# leaky Carburator???



## Flyline (Mar 3, 2008)

I just picked up a 1998 mercury 15hp 4-stroke tiller short shaft with 10 hours of use from my grandpa after he passed away recently. he left me with this motor.

I'm excited to use it but when I primed the bulb and all of sudden a gas leaking out of the carburator near the fuel line but the fuel line looks brands new and no cracks.

what it will be?


Leaky carburator?? the motor looks brand new "1998" 15hp mercury 4-stroke tiller short shaft and i want to fix it myself so I can get the motor running on the water.

thanks.


----------



## Brett (Jul 16, 2008)

Float valve not functioning properly would be my guess.
The needle is probably gummed up and not seating.


----------



## noeettica (Sep 23, 2007)

Install new fuel hose while off shoot some carb cleaner into the fuel inlet in carb and let run out of bowl ... sometimes works ... otherwise new needle 'N seat and bowl gasket ...(clean main jet while U R at it 

Dave


----------



## Flyline (Mar 3, 2008)

> Install new fuel hose while off shoot some carb cleaner into the fuel inlet in carb and let run out of bowl ... sometimes works ... otherwise new needle 'N seat and bowl gasket ...(clean main jet while U R at it
> 
> Dave


looks like it need a new pine needle to poke!~


----------



## TomFL (Oct 2, 2007)

No, no no! You guys are all wrong. The problem is with the prop!!!


----------



## Brett (Jul 16, 2008)

The prop is fine!
The problem is usually with the nut attached to the tiller.


----------



## TomFL (Oct 2, 2007)

> The prop is fine!
> The problem is usually with the nut attached to the tiller.
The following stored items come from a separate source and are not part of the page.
use std::collections::BTreeSet;

use serde::{Deserialize, Serialize};

use crate::error::ConfigError;
use crate::model::normalize_spec::NormalizeSpec;

/// One weighted, normalized input to a factor.
#[derive(Debug, Clone, PartialEq, Serialize, Deserialize)]
#[serde(try_from = "RawMetricSpec")]
pub struct MetricSpec {
    metric: String,
    weight: f64,
    normalize: NormalizeSpec,
    default: f64,
    #[serde(skip_serializing_if = "Option::is_none")]
    cap: Option<f64>,
}

#[derive(Debug, Deserialize)]
struct RawMetricSpec {
    #[serde(alias = "field")]
    metric: String,
    weight: f64,
    normalize: NormalizeSpec,
    #[serde(default)]
    default: f64,
    #[serde(default)]
    cap: Option<f64>,
}

impl TryFrom<RawMetricSpec> for MetricSpec {
    type Error = ConfigError;

    fn try_from(raw: RawMetricSpec) -> Result<Self, Self::Error> {
        let spec = MetricSpec::new(raw.metric, raw.weight, raw.normalize, raw.default)?;
        match raw.cap {
            Some(cap) => spec.with_cap(cap),
            None => Ok(spec),
        }
    }
}

impl MetricSpec {
    /// `default` is expressed in the metric's raw units (1–5 for
    /// [`NormalizeSpec::FiveScale`]).
    pub fn new(
        metric: impl Into<String>,
        weight: f64,
        normalize: NormalizeSpec,
        default: f64,
    ) -> Result<Self, ConfigError> {
        let metric = metric.into();
        if !weight.is_finite() || weight < 0.0 {
            return Err(ConfigError::InvalidWeight { metric, weight });
        }
        if !default.is_finite() {
            return Err(ConfigError::InvalidDefault {
                metric,
                value: default,
            });
        }
        normalize
            .validate()
            .map_err(|e| e.within(format!("metric '{metric}'")))?;

        Ok(Self {
            metric,
            weight,
            normalize,
            default,
            cap: None,
        })
    }

    /// Upper bound applied to the raw value before normalization.
    pub fn with_cap(mut self, cap: f64) -> Result<Self, ConfigError> {
        if !cap.is_finite() {
            return Err(ConfigError::InvalidCap {
                metric: self.metric,
                value: cap,
            });
        }
        self.cap = Some(cap);
        Ok(self)
    }

    pub fn metric(&self) -> &str {
        &self.metric
    }

    pub fn weight(&self) -> f64 {
        self.weight
    }

    pub fn normalize(&self) -> &NormalizeSpec {
        &self.normalize
    }

    pub fn default_value(&self) -> f64 {
        self.default
    }

    pub fn cap(&self) -> Option<f64> {
        self.cap
    }
}

/// A named sub-score built from weighted metrics and clamped to
/// `[floor, ceiling]`.
#[derive(Debug, Clone, PartialEq, Serialize, Deserialize)]
#[serde(try_from = "RawFactorSpec")]
pub struct FactorSpec {
    name: String,
    metrics: Vec<MetricSpec>,
    floor: f64,
    #[serde(skip_serializing_if = "Option::is_none")]
    ceiling: Option<f64>,
}

#[derive(Debug, Deserialize)]
struct RawFactorSpec {
    name: String,
    metrics: Vec<MetricSpec>,
    #[serde(default)]
    floor: f64,
    #[serde(default)]
    ceiling: Option<f64>,
}

impl TryFrom<RawFactorSpec> for FactorSpec {
    type Error = ConfigError;

    fn try_from(raw: RawFactorSpec) -> Result<Self, Self::Error> {
        FactorSpec::new(raw.name, raw.metrics, raw.floor, raw.ceiling)
    }
}

impl FactorSpec {
    pub fn new(
        name: impl Into<String>,
        metrics: Vec<MetricSpec>,
        floor: f64,
        ceiling: Option<f64>,
    ) -> Result<Self, ConfigError> {
        let name = name.into();
        if metrics.is_empty() {
            return Err(ConfigError::EmptyFactor { factor: name });
        }
        let total_weight: f64 = metrics.iter().map(MetricSpec::weight).sum();
        if !total_weight.is_finite() {
            return Err(ConfigError::NonFiniteFactorWeight {
                factor: name,
                total: total_weight,
            });
        }
        if total_weight <= 0.0 {
            return Err(ConfigError::ZeroFactorWeight { factor: name });
        }
        if !(0.0..=1.0).contains(&floor) {
            return Err(ConfigError::InvalidBound {
                factor: name,
                which: "floor",
                value: floor,
            });
        }
        if let Some(ceiling) = ceiling {
            if !(0.0..=1.0).contains(&ceiling) {
                return Err(ConfigError::InvalidBound {
                    factor: name,
                    which: "ceiling",
                    value: ceiling,
                });
            }
            if floor > ceiling {
                return Err(ConfigError::FloorAboveCeiling {
                    factor: name,
                    floor,
                    ceiling,
                });
            }
        }

        Ok(Self {
            name,
            metrics,
            floor,
            ceiling,
        })
    }

    pub fn name(&self) -> &str {
        &self.name
    }

    pub fn metrics(&self) -> &[MetricSpec] {
        &self.metrics
    }

    pub fn floor(&self) -> f64 {
        self.floor
    }

    pub fn ceiling(&self) -> Option<f64> {
        self.ceiling
    }

    /// Upper clamp bound: the ceiling, or 1 when none is configured.
    pub fn upper_bound(&self) -> f64 {
        self.ceiling.unwrap_or(1.0)
    }

    pub fn total_weight(&self) -> f64 {
        self.metrics.iter().map(MetricSpec::weight).sum()
    }
}

#[derive(Debug, Clone, Copy, Default, PartialEq, Eq, Serialize, Deserialize)]
#[serde(rename_all = "snake_case")]
pub enum CombinationMode {
    /// `100 * product(factor scores)`: a weak factor caps the whole score.
    #[default]
    Multiplicative,
    /// `100 * mean(factor scores)`, kept for baseline comparison.
    Additive,
}

/// Candidate-list rule applied before ranking.
#[derive(Debug, Clone, Copy, PartialEq, Serialize, Deserialize)]
#[serde(try_from = "RawEligibilityRule")]
pub struct EligibilityRule {
    min_years_remaining: f64,
}

#[derive(Debug, Deserialize)]
struct RawEligibilityRule {
    #[serde(default)]
    min_years_remaining: f64,
}

impl TryFrom<RawEligibilityRule> for EligibilityRule {
    type Error = ConfigError;

    fn try_from(raw: RawEligibilityRule) -> Result<Self, Self::Error> {
        EligibilityRule::new(raw.min_years_remaining)
    }
}

impl Default for EligibilityRule {
    fn default() -> Self {
        Self {
            min_years_remaining: 0.0,
        }
    }
}

impl EligibilityRule {
    pub fn new(min_years_remaining: f64) -> Result<Self, ConfigError> {
        if !min_years_remaining.is_finite() {
            return Err(ConfigError::InvalidEligibility(format!(
                "min_years_remaining {min_years_remaining} is not finite"
            )));
        }
        Ok(Self {
            min_years_remaining,
        })
    }

    pub fn min_years_remaining(&self) -> f64 {
        self.min_years_remaining
    }
}

/// A stakeholder perspective: pure data, authored as configuration.
#[derive(Debug, Clone, PartialEq, Serialize, Deserialize)]
#[serde(try_from = "RawScoringProfile")]
pub struct ScoringProfile {
    id: String,
    label: String,
    factors: Vec<FactorSpec>,
    combination: CombinationMode,
    #[serde(skip_serializing_if = "Option::is_none")]
    eligibility: Option<EligibilityRule>,
}

#[derive(Debug, Deserialize)]
struct RawScoringProfile {
    id: String,
    #[serde(default)]
    label: Option<String>,
    factors: Vec<FactorSpec>,
    #[serde(default)]
    combination: CombinationMode,
    #[serde(default)]
    eligibility: Option<EligibilityRule>,
}

impl TryFrom<RawScoringProfile> for ScoringProfile {
    type Error = ConfigError;

    fn try_from(raw: RawScoringProfile) -> Result<Self, Self::Error> {
        let label = raw.label.unwrap_or_else(|| raw.id.clone());
        let profile = ScoringProfile::new(raw.id, label, raw.factors, raw.combination)?;
        Ok(match raw.eligibility {
            Some(rule) => profile.with_eligibility(rule),
            None => profile,
        })
    }
}

impl ScoringProfile {
    pub fn new(
        id: impl Into<String>,
        label: impl Into<String>,
        factors: Vec<FactorSpec>,
        combination: CombinationMode,
    ) -> Result<Self, ConfigError> {
        let id = id.into();
        if factors.is_empty() {
            return Err(ConfigError::EmptyProfile { profile: id });
        }
        let mut seen = BTreeSet::new();
        for factor in &factors {
            if !seen.insert(factor.name()) {
                return Err(ConfigError::DuplicateFactor {
                    profile: id.clone(),
                    factor: factor.name().to_string(),
                });
            }
        }

        Ok(Self {
            id,
            label: label.into(),
            factors,
            combination,
            eligibility: None,
        })
    }

    pub fn with_eligibility(mut self, rule: EligibilityRule) -> Self {
        self.eligibility = Some(rule);
        self
    }

    pub fn id(&self) -> &str {
        &self.id
    }

    pub fn label(&self) -> &str {
        &self.label
    }

    pub fn factors(&self) -> &[FactorSpec] {
        &self.factors
    }

    pub fn combination(&self) -> CombinationMode {
        self.combination
    }

    pub fn eligibility(&self) -> Option<&EligibilityRule> {
        self.eligibility.as_ref()
    }
}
So HE'S the one with the leaky gas?

Who's on first?

:-? 

-T


----------



## Brett (Jul 16, 2008)

Here's a link to a DIY:

http://www.marineenginedigest.com/diy/carb.htm


----------



## Gramps (Nov 1, 2007)

Blake - Sure it is not at the fuel fitting to the motor? That is where my motor has issues, using a knock off connector and it leaks like a sieve. Gotta order a genuine Mercury connector now...

Check your fuel hose too, have seen it look fine but under the hose clamp/zip tye it will rot. Fuel line is cheap so why not?


----------



## Flyline (Mar 3, 2008)

Good news........it's a needle got stuck in the carburator that makes the fuel flows open and shut.
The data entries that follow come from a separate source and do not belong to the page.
use chrono::{DateTime, Utc};
use schemars::JsonSchema;
use serde::{Deserialize, Serialize};
use std::fmt;

/// One cost line in either the fixed-expense or the contingency list.
#[derive(Debug, Clone, PartialEq, Serialize, Deserialize, JsonSchema)]
pub struct ExpenseItem {
    #[schemars(description = "Identifier, unique within its list")]
    pub id: String,

    #[serde(default)]
    #[schemars(description = "Free text label shown to the user (e.g. 'MARKETING')")]
    pub label: String,

    #[serde(default)]
    #[schemars(description = "Monthly currency amount for this line")]
    pub value: f64,
}

impl ExpenseItem {
    pub fn new(id: impl Into<String>, label: impl Into<String>, value: f64) -> Self {
        Self {
            id: id.into(),
            label: label.into(),
            value,
        }
    }
}

#[derive(Debug, Clone, Copy, PartialEq, Eq, Hash, Serialize, Deserialize)]
#[serde(rename_all = "snake_case")]
pub enum ExpenseList {
    Fixed,
    Contingency,
}

impl fmt::Display for ExpenseList {
    fn fmt(&self, f: &mut fmt::Formatter<'_>) -> fmt::Result {
        match self {
            Self::Fixed => write!(f, "fixed expenses"),
            Self::Contingency => write!(f, "contingency costs"),
        }
    }
}

/// Full reconstructable calculator state.
///
/// Missing fields deserialize as zero or empty so that older or partially
/// written rows still load; a field with the wrong type rejects the record.
#[derive(Debug, Clone, Default, PartialEq, Serialize, Deserialize, JsonSchema)]
#[serde(rename_all = "camelCase", default)]
pub struct CalculatorSnapshot {
    #[schemars(description = "Recurring fixed and variable cost lines")]
    pub fixed_expenses: Vec<ExpenseItem>,

    #[schemars(description = "Occasional cost lines tracked separately")]
    pub contingency_costs: Vec<ExpenseItem>,

    #[schemars(description = "Desired profit margin, in percent")]
    pub profit_margin: f64,

    #[schemars(description = "Share of ideal billing set aside as a financial reserve, in percent")]
    pub financial_reserve_percentage: f64,

    #[schemars(description = "Actual amount received from clients")]
    pub client_receipts: f64,
}

impl CalculatorSnapshot {
    /// Every line of both lists, fixed expenses first.
    pub fn all_items(&self) -> impl Iterator<Item = &ExpenseItem> {
        self.fixed_expenses.iter().chain(self.contingency_costs.iter())
    }
}

/// The persisted unit. `expenses` and `profit` are a cache of what the
/// pricing engine derives from `snapshot`.
#[derive(Debug, Clone, PartialEq, Serialize, Deserialize, JsonSchema)]
#[serde(rename_all = "camelCase")]
pub struct DailyRecord {
    pub id: String,

    #[serde(rename = "createdDate")]
    pub created_at: DateTime<Utc>,

    #[serde(default)]
    pub receipts: f64,

    #[serde(default)]
    pub expenses: f64,

    #[serde(default)]
    pub profit: f64,

    #[serde(default)]
    pub snapshot: CalculatorSnapshot,
}

/// A record before the store has assigned it an id.
#[derive(Debug, Clone, PartialEq, Serialize, Deserialize)]
#[serde(rename_all = "camelCase")]
pub struct NewRecord {
    #[serde(rename = "createdDate")]
    pub created_at: DateTime<Utc>,
    pub receipts: f64,
    pub expenses: f64,
    pub profit: f64,
    pub snapshot: CalculatorSnapshot,
}

impl NewRecord {
    pub fn with_id(self, id: impl Into<String>) -> DailyRecord {
        DailyRecord {
            id: id.into(),
            created_at: self.created_at,
            receipts: self.receipts,
            expenses: self.expenses,
            profit: self.profit,
            snapshot: self.snapshot,
        }
    }
}

#[derive(Debug, Clone, PartialEq, Serialize)]
#[serde(rename_all = "camelCase")]
pub struct WeeklySummary {
    /// e.g. "Semana 30 de 2024"
    pub week_year: String,
    pub receipts: f64,
    pub expenses: f64,
    pub profit: f64,
    pub count: usize,
    pub entries: Vec<DailyRecord>,
}

#[derive(Debug, Clone, PartialEq, Serialize)]
#[serde(rename_all = "camelCase")]
pub struct MonthlySummary {
    /// e.g. "Julho de 2024"
    pub month_year: String,
    pub receipts: f64,
    pub expenses: f64,
    pub profit: f64,
    pub count: usize,
    pub entries: Vec<DailyRecord>,
}

#[derive(Debug, Clone, PartialEq, Serialize, Deserialize, JsonSchema)]
#[serde(rename_all = "camelCase")]
pub struct Kpis {
    #[schemars(description = "Sum of 'receipts' across all records")]
    pub total_receipts: f64,

    #[schemars(description = "Sum of 'expenses' across all records")]
    pub total_expenses: f64,

    #[schemars(description = "Sum of 'profit' across all records")]
    pub total_profit: f64,

    #[schemars(
        description = "Average profit margin: (totalProfit / totalReceipts) * 100. Return 0 when totalReceipts is 0."
    )]
    pub average_profit_margin: f64,
}

#[derive(Debug, Clone, PartialEq, Serialize, Deserialize, JsonSchema)]
pub struct ExpenseTotal {
    pub label: String,
    pub value: f64,
}

#[derive(Debug, Clone, PartialEq, Serialize, Deserialize, JsonSchema)]
#[serde(rename_all = "camelCase")]
pub struct CostAnalysis {
    #[schemars(
        description = "The 5 largest expenses aggregated across all records. Sum values sharing the same 'label' across every 'snapshot.fixedExpenses' and 'snapshot.contingencyCosts'."
    )]
    pub top_expenses: Vec<ExpenseTotal>,
}

/// Structured answer of the AI summarization collaborator.
#[derive(Debug, Clone, PartialEq, Serialize, Deserialize, JsonSchema)]
#[serde(rename_all = "camelCase")]
pub struct InsightData {
    pub kpis: Kpis,

    pub cost_analysis: CostAnalysis,

    #[schemars(
        description = "3 to 5 short, actionable recommendations. Compare expenses with receipts, point out trends and quantify the impact with currency values."
    )]
    pub alerts: Vec<String>,
}

impl InsightData {
    pub fn generate_json_schema() -> schemars::schema::RootSchema {
        schemars::schema_for!(InsightData)
    }

    pub fn schema_as_json() -> Result<String, serde_json::Error> {
        let schema = Self::generate_json_schema();
        serde_json::to_string_pretty(&schema)
    }
}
Got a carburator rebuild kit to rebuild the carburator this morning. Took it apart and cleaned with carb. Cleaner spray then put it back together along with instructions with rebuild kit.
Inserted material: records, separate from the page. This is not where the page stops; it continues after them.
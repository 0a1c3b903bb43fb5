use crate::error::{CalculatorError, Result};
use chrono::Locale;
use log::debug;
use serde::{Deserialize, Serialize};
use std::path::Path;

pub const DEFAULT_PROFIT_MARGIN: f64 = 20.0;
pub const DEFAULT_RESERVE_PERCENTAGE: f64 = 10.0;
pub const DEFAULT_GEMINI_MODEL: &str = "gemini-2.5-flash";

/// Language used for period labels, chart labels and AI alerts.
#[derive(Debug, Clone, Copy, PartialEq, Eq, Default, Serialize, Deserialize)]
pub enum LabelLocale {
    #[default]
    #[serde(rename = "pt-BR")]
    PtBr,
    #[serde(rename = "en-US")]
    EnUs,
}

impl LabelLocale {
    pub fn chrono_locale(self) -> Locale {
        match self {
            Self::PtBr => Locale::pt_BR,
            Self::EnUs => Locale::en_US,
        }
    }

    pub fn week_label(self, iso_week: u32, iso_year: i32) -> String {
        match self {
            Self::PtBr => format!("Semana {} de {}", iso_week, iso_year),
            Self::EnUs => format!("Week {} of {}", iso_week, iso_year),
        }
    }

    /// chrono format string for the long "month + year" label.
    pub fn month_year_format(self) -> &'static str {
        match self {
            Self::PtBr => "%B de %Y",
            Self::EnUs => "%B %Y",
        }
    }

    /// chrono format string for compact chart axis labels.
    pub fn short_month_format(self) -> &'static str {
        match self {
            Self::PtBr => "%b. de %y",
            Self::EnUs => "%b %y",
        }
    }

    pub fn other_expenses_label(self) -> &'static str {
        match self {
            Self::PtBr => "Outras",
            Self::EnUs => "Other",
        }
    }

    pub fn language_name(self) -> &'static str {
        match self {
            Self::PtBr => "Brazilian Portuguese",
            Self::EnUs => "English",
        }
    }

    pub fn parse(code: &str) -> Result<Self> {
        match code.trim().to_ascii_lowercase().as_str() {
            "pt-br" | "pt_br" | "pt" => Ok(Self::PtBr),
            "en-us" | "en_us" | "en" => Ok(Self::EnUs),
            other => Err(CalculatorError::Config(format!(
                "Unsupported locale '{}'. Expected 'pt-BR' or 'en-US'",
                other
            ))),
        }
    }
}

#[derive(Debug, Clone, PartialEq, Serialize, Deserialize)]
pub struct StoreSettings {
    /// Base URL of the project, e.g. `https://xyz.supabase.co`.
    pub url: String,
    pub table: String,
    /// Name of the environment variable holding the API key.
    #[serde(default = "default_store_key_env")]
    pub api_key_env: String,
}

#[derive(Debug, Clone, PartialEq, Serialize, Deserialize)]
#[serde(default)]
pub struct CalculatorConfig {
    pub default_profit_margin: f64,
    pub default_reserve_percentage: f64,
    pub locale: LabelLocale,
    pub gemini_model: String,
    pub gemini_api_key_env: String,
    pub store: Option<StoreSettings>,
}

impl Default for CalculatorConfig {
    fn default() -> Self {
        Self {
            default_profit_margin: DEFAULT_PROFIT_MARGIN,
            default_reserve_percentage: DEFAULT_RESERVE_PERCENTAGE,
            locale: LabelLocale::default(),
            gemini_model: DEFAULT_GEMINI_MODEL.to_string(),
            gemini_api_key_env: "GEMINI_API_KEY".to_string(),
            store: None,
        }
    }
}

fn default_store_key_env() -> String {
    "SUPABASE_KEY".to_string()
}

impl CalculatorConfig {
    /// Reads a JSON config file; fields it omits keep their defaults.
    pub fn load(path: impl AsRef<Path>) -> Result<Self> {
        let path = path.as_ref();
        debug!("Loading calculator config from {}", path.display());
        let raw = std::fs::read_to_string(path)?;
        let config: Self = serde_json::from_str(&raw)?;
        config.validate()?;
        Ok(config)
    }

    /// Defaults with environment overrides applied.
    pub fn from_env() -> Result<Self> {
        Self::default().with_env_overrides()
    }

    pub fn with_env_overrides(self) -> Result<Self> {
        self.with_overrides(|var| std::env::var(var).ok())
    }

    /// Applies `PRICING_LOCALE`, `GEMINI_MODEL`, `SUPABASE_URL` and
    /// `SUPABASE_TABLE` as resolved by `lookup`. Without a configured store,
    /// the two store variables must be set together.
    pub fn with_overrides<F>(mut self, lookup: F) -> Result<Self>
    where
        F: Fn(&str) -> Option<String>,
    {
        if let Some(locale) = lookup("PRICING_LOCALE") {
            self.locale = LabelLocale::parse(&locale)?;
        }
        if let Some(model) = lookup("GEMINI_MODEL") {
            self.gemini_model = model;
        }

        let url = lookup("SUPABASE_URL");
        let table = lookup("SUPABASE_TABLE");
        if let Some(store) = self.store.as_mut() {
            if let Some(url) = url {
                store.url = url;
            }
            if let Some(table) = table {
                store.table = table;
            }
        } else {
            match (url, table) {
                (Some(url), Some(table)) => {
                    self.store = Some(StoreSettings {
                        url,
                        table,
                        api_key_env: default_store_key_env(),
                    });
                }
                (None, None) => {}
                (Some(_), None) => {
                    return Err(CalculatorError::Config(
                        "SUPABASE_URL is set but SUPABASE_TABLE is not".to_string(),
                    ));
                }
                (None, Some(_)) => {
                    return Err(CalculatorError::Config(
                        "SUPABASE_TABLE is set but SUPABASE_URL is not".to_string(),
                    ));
                }
            }
        }

        self.validate()?;
        Ok(self)
    }

    pub fn validate(&self) -> Result<()> {
        if !self.default_profit_margin.is_finite() || !self.default_reserve_percentage.is_finite()
        {
            return Err(CalculatorError::Config(
                "Default percentages must be finite numbers".to_string(),
            ));
        }
        if self.gemini_model.trim().is_empty() {
            return Err(CalculatorError::Config(
                "gemini_model must not be empty".to_string(),
            ));
        }
        if let Some(store) = &self.store {
            if store.url.trim().is_empty() || store.table.trim().is_empty() {
                return Err(CalculatorError::Config(
                    "store.url and store.table must not be empty".to_string(),
                ));
            }
        }
        Ok(())
    }

    /// Reads the API key named by `gemini_api_key_env`.
    pub fn gemini_api_key(&self) -> Result<String> {
        read_secret(&self.gemini_api_key_env)
    }
}

pub(crate) fn read_secret(var: &str) -> Result<String> {
    std::env::var(var)
        .map_err(|_| CalculatorError::Config(format!("Environment variable {} is not set", var)))
}

#[cfg(test)]
mod tests {
    use super::*;
    use std::io::Write;

    #[test]
    fn test_defaults() {
        let config = CalculatorConfig::default();
        assert_eq!(config.default_profit_margin, 20.0);
        assert_eq!(config.default_reserve_percentage, 10.0);
        assert_eq!(config.locale, LabelLocale::PtBr);
        assert_eq!(config.gemini_model, "gemini-2.5-flash");
        assert!(config.validate().is_ok());
    }

    #[test]
    fn test_load_partial_file_keeps_defaults() {
        let path = std::env::temp_dir().join(format!(
            "pricing-calculator-config-{}.json",
            std::process::id()
        ));
        let mut file = std::fs::File::create(&path).unwrap();
        write!(
            file,
            r#"{{ "locale": "en-US", "store": {{ "url": "https://example.supabase.co", "table": "summaries" }} }}"#
        )
        .unwrap();
        drop(file);

        let config = CalculatorConfig::load(&path).unwrap();
        std::fs::remove_file(&path).ok();

        assert_eq!(config.locale, LabelLocale::EnUs);
        assert_eq!(config.default_profit_margin, 20.0);
        let store = config.store.unwrap();
        assert_eq!(store.table, "summaries");
        assert_eq!(store.api_key_env, "SUPABASE_KEY");
    }

    #[test]
    fn test_invalid_store_rejected() {
        let config = CalculatorConfig {
            store: Some(StoreSettings {
                url: String::new(),
                table: "t".to_string(),
                api_key_env: "K".to_string(),
            }),
            ..CalculatorConfig::default()
        };
        assert!(matches!(config.validate(), Err(CalculatorError::Config(_))));
    }

    #[test]
    fn test_locale_parsing_and_labels() {
        assert_eq!(LabelLocale::parse("pt-BR").unwrap(), LabelLocale::PtBr);
        assert_eq!(LabelLocale::parse("EN").unwrap(), LabelLocale::EnUs);
        assert!(LabelLocale::parse("fr").is_err());
        assert_eq!(LabelLocale::PtBr.week_label(30, 2024), "Semana 30 de 2024");
        assert_eq!(LabelLocale::EnUs.week_label(1, 2026), "Week 1 of 2026");
    }

    fn vars(pairs: &[(&str, &str)]) -> impl Fn(&str) -> Option<String> {
        let map: std::collections::HashMap<String, String> = pairs
            .iter()
            .map(|(k, v)| (k.to_string(), v.to_string()))
            .collect();
        move |key: &str| map.get(key).cloned()
    }

    fn with_store() -> CalculatorConfig {
        CalculatorConfig {
            store: Some(StoreSettings {
                url: "https://old.supabase.co".to_string(),
                table: "old_table".to_string(),
                api_key_env: "CUSTOM_KEY".to_string(),
            }),
            ..CalculatorConfig::default()
        }
    }

    #[test]
    fn test_overrides_without_variables_keep_config() {
        let config = CalculatorConfig::default().with_overrides(vars(&[])).unwrap();
        assert_eq!(config, CalculatorConfig::default());
    }

    #[test]
    fn test_overrides_locale_and_model() {
        let config = CalculatorConfig::default()
            .with_overrides(vars(&[("PRICING_LOCALE", "en-US"), ("GEMINI_MODEL", "gemini-pro")]))
            .unwrap();
        assert_eq!(config.locale, LabelLocale::EnUs);
        assert_eq!(config.gemini_model, "gemini-pro");

        let err = CalculatorConfig::default()
            .with_overrides(vars(&[("PRICING_LOCALE", "fr-FR")]))
            .unwrap_err();
        assert!(matches!(err, CalculatorError::Config(_)));
    }

    #[test]
    fn test_store_created_from_url_and_table() {
        let config = CalculatorConfig::default()
            .with_overrides(vars(&[
                ("SUPABASE_URL", "https://new.supabase.co"),
                ("SUPABASE_TABLE", "summaries"),
            ]))
            .unwrap();
        let store = config.store.unwrap();
        assert_eq!(store.url, "https://new.supabase.co");
        assert_eq!(store.table, "summaries");
        assert_eq!(store.api_key_env, "SUPABASE_KEY");
    }

    #[test]
    fn test_half_store_variables_rejected_without_store() {
        for pairs in [
            [("SUPABASE_URL", "https://new.supabase.co")],
            [("SUPABASE_TABLE", "summaries")],
        ] {
            let err = CalculatorConfig::default()
                .with_overrides(vars(&pairs))
                .unwrap_err();
            assert!(matches!(err, CalculatorError::Config(_)));
        }
    }

    #[test]
    fn test_single_store_variable_updates_existing_store() {
        let config = with_store()
            .with_overrides(vars(&[("SUPABASE_TABLE", "summaries")]))
            .unwrap();
        let store = config.store.unwrap();
        assert_eq!(store.url, "https://old.supabase.co");
        assert_eq!(store.table, "summaries");
        assert_eq!(store.api_key_env, "CUSTOM_KEY");

        let config = with_store()
            .with_overrides(vars(&[("SUPABASE_URL", "https://new.supabase.co")]))
            .unwrap();
        let store = config.store.unwrap();
        assert_eq!(store.url, "https://new.supabase.co");
        assert_eq!(store.table, "old_table");
    }
}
Primed the bulb and NO LEAK! 

Crank the motor up and runs like brand new! Adjusted the throttle from idle to wide open and the motor runs excellent..........now I'm going to the lake to brake in some more with the stock propeller.

Thanks! To the nuts hanging on the tiller and the propeller makes the carburator leak!

That's good info Brett but I already did it.


----------



## Brett (Jul 16, 2008)

> Float valve not functioning properly would be my guess.
> The needle is probably gummed up and not seating.



I was right!
I was right!


[smiley=chicken.gif]

I'm so easily entertained...


----------



## TomFL (Oct 2, 2007)

> > Float valve not functioning properly would be my guess.
> > The needle is probably gummed up and not seating.
> 
> 
> ...


I'm happy and sad. I'm glad Whitesnooky got his motor running, and happy Brett (again) was right, but this means my diagnosis of the prop pitch being off was incorrect. 

Rat's azz.........

I'm going to go drink some more B-12 Chemtool, and hope I can offer better fix-it info on the next troubleshooting report. 



-T


----------



## Brett (Jul 16, 2008)

> my diagnosis of the prop pitch being off was incorrect.



You're probably just tone deaf, at our age, so many of us are... :


----------



## Flyline (Mar 3, 2008)

Brett,

U assume that's a guess the needle is not seating property.

It's takes only 1 and half hour to do it then it's all good.

It's a lot easier than I thought to rebuilt it.

Now I'm gotta prove NoeEttica that 4-stroke are not dogs! Prop her right and boost the carb then it will scream like a motherfucker.


----------



## Brett (Jul 16, 2008)

Sic 'em WS... ;D


----------



## TomFL (Oct 2, 2007)

> Brett,
> 
> U assume that's a guess the needle is not seating property.
> 
> ...


Well you kids be careful and don't get your fingers caught in any timing belts while you're tuning up that little 4-banger. 

Just in case you guys blow it up while installing an intercooled procharger or something Dave's got my old little 8-horse as a backup. 

-T


----------



## Flyline (Mar 3, 2008)

> > Brett,
> >
> > U assume that's a guess the needle is not seating property.
> >
> ...


I wll like to play the NOS spray into the 4 banger!

Why Dave has too many motors for? Is he loney and got motors to make him feel good?? ;D ;D ;D ;D


----------



## noeettica (Sep 23, 2007)

Ohhh Shrek ! That realy cut me ...


----------



## Flyline (Mar 3, 2008)

> Ohhh Shrek ! That realy cut me ...


U should know I'm playing with ya!

NoeEttica,

What propeller are u using on your 15hp with 13footer? 9 x 8 4 blade with cupped?

Just curious to know.


----------



## TomFL (Oct 2, 2007)

> > Ohhh Shrek ! That realy cut me ...
> 
> 
> U should know I'm playing with ya!
> ...


Somehow I sense another carb leak coming.....


----------